━━━ Dataset extract
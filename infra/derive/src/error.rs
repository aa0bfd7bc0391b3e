use fxhash::FxHashSet;
use proc_macro2::TokenStream;
use quote::{format_ident, quote};
use syn::{
    Attribute, Data, DeriveInput, Field, Fields, GenericArgument, Ident, PathArguments, Type,
    Variant,
};

const CONTEXT_FIELD: &str = "context";
const INTERNAL_VARIANT: &str = "Internal";

struct ErrorVariant<'a> {
    ident: &'a Ident,
    cfg: Vec<&'a Attribute>,
    source: Option<(&'a Ident, &'a Type)>,
    has_context: bool,
    has_message: bool,
    field_count: usize,
}

struct ErrorEnum<'a> {
    input: &'a DeriveInput,
    ext: Ident,
    variants: Vec<ErrorVariant<'a>>,
}

pub fn expand(input: &DeriveInput) -> TokenStream {
    ErrorEnum::analyze(input).map_or_else(|err| err.to_compile_error(), |parsed| parsed.render())
}

impl<'a> ErrorVariant<'a> {
    fn analyze(variant: &'a Variant) -> syn::Result<Self> {
        let Fields::Named(fields) = &variant.fields else {
            return Err(syn::Error::new_spanned(
                variant,
                "mbridge_error requires named fields so context and sources can be wired",
            ));
        };

        let mut context = None;
        let mut source = None;
        let mut has_message = false;
        for field in &fields.named {
            let Some(name) = &field.ident else { continue };
            if name == CONTEXT_FIELD {
                if !is_context_type(&field.ty) {
                    return Err(syn::Error::new_spanned(
                        &field.ty,
                        "context field must be Option<Cow<'static, str>>",
                    ));
                }
                context = Some(field);
            } else if name == "message" {
                has_message = true;
            } else if source.is_none() && is_source(field) {
                source = Some((name, &field.ty));
            }
        }

        if source.is_some() && context.is_none() {
            return Err(syn::Error::new_spanned(
                &variant.ident,
                "mbridge_error requires `context: Option<Cow<'static, str>>` on variants with a source",
            ));
        }

        Ok(Self {
            ident: &variant.ident,
            cfg: variant.attrs.iter().filter(|attr| attr.path().is_ident("cfg")).collect(),
            source,
            has_context: context.is_some(),
            has_message,
            field_count: fields.named.len(),
        })
    }
}

impl<'a> ErrorEnum<'a> {
    fn analyze(input: &'a DeriveInput) -> syn::Result<Self> {
        let Data::Enum(data) = &input.data else {
            return Err(syn::Error::new_spanned(
                &input.ident,
                "mbridge_error can only be applied to enums",
            ));
        };
        let variants =
            data.variants.iter().map(ErrorVariant::analyze).collect::<syn::Result<Vec<_>>>()?;

        Ok(Self { input, ext: format_ident!("{}Ext", input.ident), variants })
    }

    fn render(&self) -> TokenStream {
        let input = self.input;
        let derives = self.missing_derives();
        let with_context = self.render_with_context();
        let ext = self.render_ext_trait();
        let conversions = self.variants.iter().filter_map(|v| self.render_source_conversion(v));
        let internal = self.render_internal_conversions();

        quote! {
            #[allow(non_shorthand_field_patterns)]
            #derives
            #input

            #with_context
            #ext
            #(#conversions)*
            #internal

            #[allow(dead_code)]
            fn format_context(
                context: &::core::option::Option<::std::borrow::Cow<'static, str>>,
            ) -> ::std::borrow::Cow<'static, str> {
                match context {
                    ::core::option::Option::Some(c) => ::std::borrow::Cow::Owned(format!(" ({c})")),
                    ::core::option::Option::None => ::std::borrow::Cow::Borrowed(""),
                }
            }
        }
    }

    fn missing_derives(&self) -> TokenStream {
        let present = derived_traits(&self.input.attrs);
        let mut wanted = Vec::new();
        if !present.contains("Debug") {
            wanted.push(quote! { Debug });
        }
        if !present.contains("Error") {
            wanted.push(quote! { ::thiserror::Error });
        }
        if wanted.is_empty() { TokenStream::new() } else { quote! { #[derive(#(#wanted),*)] } }
    }

    fn render_with_context(&self) -> TokenStream {
        let name = &self.input.ident;
        let arms = self.variants.iter().filter(|v| v.has_context).map(|v| {
            let cfg = &v.cfg;
            let ident = v.ident;
            quote! { #(#cfg)* Self::#ident { context: slot, .. } => *slot = Some(context), }
        });

        quote! {
            #[automatically_derived]
            impl #name {
                /// Attaches a human-readable context to this error, replacing any previous one.
                #[allow(unreachable_patterns, unused_variables)]
                #[must_use]
                pub fn with_context(
                    mut self,
                    context: impl Into<::std::borrow::Cow<'static, str>>,
                ) -> Self {
                    let context = context.into();
                    match &mut self {
                        #(#arms)*
                        _ => {}
                    }
                    self
                }
            }
        }
    }

    fn render_ext_trait(&self) -> TokenStream {
        let name = &self.input.ident;
        let ext = &self.ext;

        quote! {
            pub trait #ext<T> {
                fn context(
                    self,
                    context: impl Into<::std::borrow::Cow<'static, str>>,
                ) -> ::core::result::Result<T, #name>;
            }

            #[automatically_derived]
            impl<T> #ext<T> for ::core::result::Result<T, #name> {
                #[inline]
                fn context(self, context: impl Into<::std::borrow::Cow<'static, str>>) -> Self {
                    self.map_err(|err| err.with_context(context))
                }
            }
        }
    }

    fn render_source_conversion(&self, variant: &ErrorVariant<'_>) -> Option<TokenStream> {
        if variant.ident == INTERNAL_VARIANT || variant.field_count != 2 {
            return None;
        }
        let (field, ty) = variant.source?;
        let name = &self.input.ident;
        let ext = &self.ext;
        let ident = variant.ident;
        let cfg = &variant.cfg;

        Some(quote! {
            #(#cfg)*
            #[automatically_derived]
            impl From<#ty> for #name {
                #[inline]
                fn from(#field: #ty) -> Self {
                    Self::#ident { #field, context: None }
                }
            }

            #(#cfg)*
            #[automatically_derived]
            impl<T> #ext<T> for ::core::result::Result<T, #ty> {
                #[inline]
                fn context(
                    self,
                    context: impl Into<::std::borrow::Cow<'static, str>>,
                ) -> ::core::result::Result<T, #name> {
                    self.map_err(|#field| #name::#ident { #field, context: Some(context.into()) })
                }
            }
        })
    }

    fn render_internal_conversions(&self) -> TokenStream {
        let Some(internal) =
            self.variants.iter().find(|v| v.ident == INTERNAL_VARIANT && v.has_message)
        else {
            return TokenStream::new();
        };
        let name = &self.input.ident;
        let cfg = &internal.cfg;
        let context = if internal.has_context { quote! { context: None } } else { quote! {} };

        quote! {
            #(#cfg)*
            #[automatically_derived]
            impl From<&'static str> for #name {
                #[inline]
                fn from(message: &'static str) -> Self {
                    Self::Internal { message: ::std::borrow::Cow::Borrowed(message), #context }
                }
            }

            #(#cfg)*
            #[automatically_derived]
            impl From<String> for #name {
                #[inline]
                fn from(message: String) -> Self {
                    Self::Internal { message: ::std::borrow::Cow::Owned(message), #context }
                }
            }
        }
    }
}

fn is_source(field: &Field) -> bool {
    field.ident.as_ref().is_some_and(|ident| ident == "source")
        || field.attrs.iter().any(|attr| attr.path().is_ident("source") || attr.path().is_ident("from"))
}

fn derived_traits(attrs: &[Attribute]) -> FxHashSet<String> {
    let mut traits = FxHashSet::default();
    for attr in attrs.iter().filter(|attr| attr.path().is_ident("derive")) {
        let _ = attr.parse_nested_meta(|meta| {
            if let Some(segment) = meta.path.segments.last() {
                traits.insert(segment.ident.to_string());
            }
            Ok(())
        });
    }
    traits
}

/// Matches `Option<Cow<'static, str>>`, with or without path qualification.
fn is_context_type(ty: &Type) -> bool {
    let Some(option) = single_generic(ty, "Option") else {
        return false;
    };
    let Some(GenericArgument::Type(cow)) = option.first() else {
        return false;
    };
    let Some(cow_args) = single_generic(cow, "Cow") else {
        return false;
    };
    let mut args = cow_args.into_iter();
    let is_static = matches!(args.next(), Some(GenericArgument::Lifetime(lt)) if lt.ident == "static");
    let is_str = matches!(
        args.next(),
        Some(GenericArgument::Type(Type::Path(path)))
            if path.path.segments.last().is_some_and(|seg| seg.ident == "str")
    );
    is_static && is_str
}

fn single_generic<'t>(ty: &'t Type, expected: &str) -> Option<Vec<&'t GenericArgument>> {
    let Type::Path(path) = ty else { return None };
    let segment = path.path.segments.last()?;
    if segment.ident != expected {
        return None;
    }
    let PathArguments::AngleBracketed(args) = &segment.arguments else { return None };
    Some(args.args.iter().collect())
}
use super::IndexError;
use mbridge_domain::ModId;
use mbridge_version::VersionConstraint;
use std::borrow::Cow;

/// Coarse classification of a [`ResolveError`].
#[derive(Debug, Clone, Copy, PartialEq, Eq, Hash)]
pub enum ResolveErrorKind {
    NotFound,
    NetworkFailure,
}

/// A dependency that could not be located.
///
/// Only returned for `required` dependencies; optional ones are downgraded to
/// unlinked instead.
#[mbridge_derive::mbridge_error]
pub enum ResolveError {
    #[error(
        "Required dependency '{id}' {constraint} is neither installed nor available{}",
        format_context(.context)
    )]
    NotFound { id: ModId, constraint: VersionConstraint, context: Option<Cow<'static, str>> },

    #[error(
        "Required dependency '{id}' {constraint} could not be fetched{}: {source}",
        format_context(.context)
    )]
    NetworkFailure {
        id: ModId,
        constraint: VersionConstraint,
        source: IndexError,
        context: Option<Cow<'static, str>>,
    },
}

impl ResolveError {
    #[must_use]
    pub const fn kind(&self) -> ResolveErrorKind {
        match self {
            Self::NotFound { .. } => ResolveErrorKind::NotFound,
            Self::NetworkFailure { .. } => ResolveErrorKind::NetworkFailure,
        }
    }

    /// The dependency that failed.
    #[must_use]
    pub const fn id(&self) -> &ModId {
        match self {
            Self::NotFound { id, .. } | Self::NetworkFailure { id, .. } => id,
        }
    }

    #[must_use]
    pub const fn constraint(&self) -> &VersionConstraint {
        match self {
            Self::NotFound { constraint, .. } | Self::NetworkFailure { constraint, .. } => {
                constraint
            }
        }
    }
}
━━━━━━
Starting from the records above, copy each line where the string "meta" is found.

■ **Answer section**
        let _ = attr.parse_nested_meta(|meta| {
            if let Some(segment) = meta.path.segments.last() {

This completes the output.